In the sixties, physicians routinely prescribed bed rest for patients who had suffered a heart attack. Then along came the recognition that bed rest led to clot formation in the lower extremities, clots that sometimes broke off and traveled to the lungs, causing potentially life-threatening pulmonary emboli. Bed rest also led to deconditioning—when patients finally were allowed to get up, they found they were often weak and wobbly. And so bed rest was out and early mobilization was in. But now, concurrent with a vigorous attempt to prevent falls among older hospitalized patients, bed rest is back in—and with more complications than ever, as reported in a thoughtful article in JAMA Internal Medicine last week.

In 2008, in response to the observation that “injurious falls” were responsible for increased hospital costs and were clearly bad for patients, the Centers for Medicare and Medicaid Services introduced a program incentivizing hospitals to prevent falls. Currently, a fall resulting in significant injury (such as a fracture) is one of eight hospital-acquired conditions that collectively determine whether hospitals will be penalized for poor performance. To address the CMS initiative, hospitals introduced a variety of techniques designed to keep older patients from falling such as bed alarms and “fall risk” signs on the door. According to Growdon and colleagues, the result has been a “national epidemic of immobility among hospitalized older adults.”

Paradoxically, the means used by hospitals to prevent falls don’t work. Bed (and chair) alarms are ineffective—which is not entirely surprising, as by the time a nurse responds to the buzzer indicating the patient has gotten out of bed (or chair), the person is probably already on the floor. Even a multi-prong study from Australia using a variety of different approaches simultaneously was unsuccessful.

But all those bed alarms and signs on the door do achieve something, and that’s to keep patients at bed rest. And just as bed rest was bad for heart attack patients in the sixties, it’s bad for older patients today. Bed rest promotes the development of confusion (delirium) and worsens mobility, so when patients finally do get out of bed, either late in their hospital stay or after they get home, they are more likely to fall.

Growdon, a resident in internal medicine at a major Boston teaching hospital, and his colleagues at a VA Hospital in Florida and at Hebrew Senior Life, a teaching nursing home, are rightfully indignant.
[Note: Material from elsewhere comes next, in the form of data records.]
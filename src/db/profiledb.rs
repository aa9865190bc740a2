// db/profiledb.rs
use async_trait::async_trait;
use sqlx::types::BigDecimal;
use sqlx::{Error, QueryBuilder};
use uuid::Uuid;

use super::db::DBClient;

use crate::models::profilemodel::{ArtisanProfile, AvailabilityStatus, EmployerProfile};

const ARTISAN_COLUMNS: &str = r#"
    id, user_id, bio, location, state, years_of_experience, hourly_rate,
    skills, availability_status, verification_status, rating, total_reviews,
    created_at, updated_at
"#;

const EMPLOYER_COLUMNS: &str = r#"
    id, user_id, company_name, company_type, company_phone, company_website,
    company_address, company_description, verification_status, rating,
    total_reviews, created_at, updated_at
"#;

#[async_trait]
pub trait ProfileExt {
    async fn get_artisan_profile(&self, user_id: Uuid) -> Result<Option<ArtisanProfile>, Error>;

    async fn get_artisan_profile_by_id(
        &self,
        profile_id: Uuid,
    ) -> Result<Option<ArtisanProfile>, Error>;

    #[allow(clippy::too_many_arguments)]
    async fn update_artisan_profile(
        &self,
        user_id: Uuid,
        bio: Option<String>,
        location: Option<String>,
        state: Option<String>,
        years_of_experience: i32,
        hourly_rate: Option<BigDecimal>,
        skills: Option<String>,
        availability_status: AvailabilityStatus,
    ) -> Result<ArtisanProfile, Error>;

    async fn list_artisans(
        &self,
        state: Option<&str>,
        skill: Option<&str>,
        verified_only: bool,
        page: u32,
        limit: usize,
    ) -> Result<Vec<ArtisanProfile>, Error>;

    async fn get_employer_profile(&self, user_id: Uuid)
        -> Result<Option<EmployerProfile>, Error>;

    async fn get_employer_profile_by_id(
        &self,
        profile_id: Uuid,
    ) -> Result<Option<EmployerProfile>, Error>;

    #[allow(clippy::too_many_arguments)]
    async fn update_employer_profile(
        &self,
        user_id: Uuid,
        company_name: Option<String>,
        company_type: Option<String>,
        company_phone: Option<String>,
        company_website: Option<String>,
        company_address: Option<String>,
        company_description: Option<String>,
    ) -> Result<EmployerProfile, Error>;
}

#[async_trait]
impl ProfileExt for DBClient {
    async fn get_artisan_profile(&self, user_id: Uuid) -> Result<Option<ArtisanProfile>, Error> {
        sqlx::query_as::<_, ArtisanProfile>(&format!(
            "SELECT {ARTISAN_COLUMNS} FROM artisan_profiles WHERE user_id = $1"
        ))
        .bind(user_id)
        .fetch_optional(&self.pool)
        .await
    }

    async fn get_artisan_profile_by_id(
        &self,
        profile_id: Uuid,
    ) -> Result<Option<ArtisanProfile>, Error> {
        sqlx::query_as::<_, ArtisanProfile>(&format!(
            "SELECT {ARTISAN_COLUMNS} FROM artisan_profiles WHERE id = $1"
        ))
        .bind(profile_id)
        .fetch_optional(&self.pool)
        .await
    }

    async fn update_artisan_profile(
        &self,
        user_id: Uuid,
        bio: Option<String>,
        location: Option<String>,
        state: Option<String>,
        years_of_experience: i32,
        hourly_rate: Option<BigDecimal>,
        skills: Option<String>,
        availability_status: AvailabilityStatus,
    ) -> Result<ArtisanProfile, Error> {
        sqlx::query_as::<_, ArtisanProfile>(&format!(
            r#"
            UPDATE artisan_profiles
            SET bio = $2,
                location = $3,
                state = $4,
                years_of_experience = $5,
                hourly_rate = $6,
                skills = $7,
                availability_status = $8,
                updated_at = NOW()
            WHERE user_id = $1
            RETURNING {ARTISAN_COLUMNS}
            "#
        ))
        .bind(user_id)
        .bind(bio)
        .bind(location)
        .bind(state)
        .bind(years_of_experience)
        .bind(hourly_rate)
        .bind(skills)
        .bind(availability_status)
        .fetch_one(&self.pool)
        .await
    }

    async fn list_artisans(
        &self,
        state: Option<&str>,
        skill: Option<&str>,
        verified_only: bool,
        page: u32,
        limit: usize,
    ) -> Result<Vec<ArtisanProfile>, Error> {
        let offset = (page.max(1) - 1) as i64 * limit as i64;

        let mut builder = QueryBuilder::new(format!(
            "SELECT {ARTISAN_COLUMNS} FROM artisan_profiles WHERE TRUE"
        ));
        if verified_only {
            builder.push(" AND verification_status = 'verified'::profile_verification_status");
        }
        if let Some(state) = state {
            builder.push(" AND state = ").push_bind(state.to_string());
        }
        if let Some(skill) = skill {
            builder
                .push(" AND skills ILIKE ")
                .push_bind(format!("%{}%", skill));
        }
        builder
            .push(" ORDER BY rating DESC, created_at DESC LIMIT ")
            .push_bind(limit as i64)
            .push(" OFFSET ")
            .push_bind(offset);

        builder
            .build_query_as::<ArtisanProfile>()
            .fetch_all(&self.pool)
            .await
    }

    async fn get_employer_profile(
        &self,
        user_id: Uuid,
    ) -> Result<Option<EmployerProfile>, Error> {
        sqlx::query_as::<_, EmployerProfile>(&format!(
            "SELECT {EMPLOYER_COLUMNS} FROM employer_profiles WHERE user_id = $1"
        ))
        .bind(user_id)
        .fetch_optional(&self.pool)
        .await
    }

    async fn get_employer_profile_by_id(
        &self,
        profile_id: Uuid,
    ) -> Result<Option<EmployerProfile>, Error> {
        sqlx::query_as::<_, EmployerProfile>(&format!(
            "SELECT {EMPLOYER_COLUMNS} FROM employer_profiles WHERE id = $1"
        ))
        .bind(profile_id)
        .fetch_optional(&self.pool)
        .await
    }

    async fn update_employer_profile(
        &self,
        user_id: Uuid,
        company_name: Option<String>,
        company_type: Option<String>,
        company_phone: Option<String>,
        company_website: Option<String>,
        company_address: Option<String>,
        company_description: Option<String>,
    ) -> Result<EmployerProfile, Error> {
        sqlx::query_as::<_, EmployerProfile>(&format!(
            r#"
            UPDATE employer_profiles
            SET company_name = $2,
                company_type = $3,
                company_phone = $4,
                company_website = $5,
                company_address = $6,
                company_description = $7,
                updated_at = NOW()
            WHERE user_id = $1
            RETURNING {EMPLOYER_COLUMNS}
            "#
        ))
        .bind(user_id)
        .bind(company_name)
        .bind(company_type)
        .bind(company_phone)
        .bind(company_website)
        .bind(company_address)
        .bind(company_description)
        .fetch_one(&self.pool)
        .await
    }
}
They advocate promoting mobility rather than penalizing falls, arguing that “although hospital falls can lead to harm, treating them as ‘never events’ has led to over implementation of measures with little efficacy for falls [prevention] yet profound contribution to immobility.” They are, no doubt, correct. But why? Why should an incentive program based on outcomes lead to the adoption of a strategy that does not lead to the desired outcome?

If CMS had used a process measure, if it had offered extra payments to hospitals that introduced fall prevention programs, I wouldn't have been surprised that it resulted in hospitals adopting programs for the sake of having something, regardless of efficacy. But instead it opted to penalize hospitals for performing poorly, which should by rights have led to hospitals choosing to take steps that made a difference. What is it about the culture of hospitals or the leadership of hospital CEOs or the knowledge base of physicians and nurses that lets them make such irrational choices?

I wish I knew the answer. In the meantime, perhaps CMS would do well to offer carrots rather than sticks, and to be specific about the kind of carrots that it likes the most. If programs that promote mobility work, directives to get patients out of bed early and to consult physical therapy—both to prevent falls and to maintain function—then it’s those specific programs it should endorse and pay for.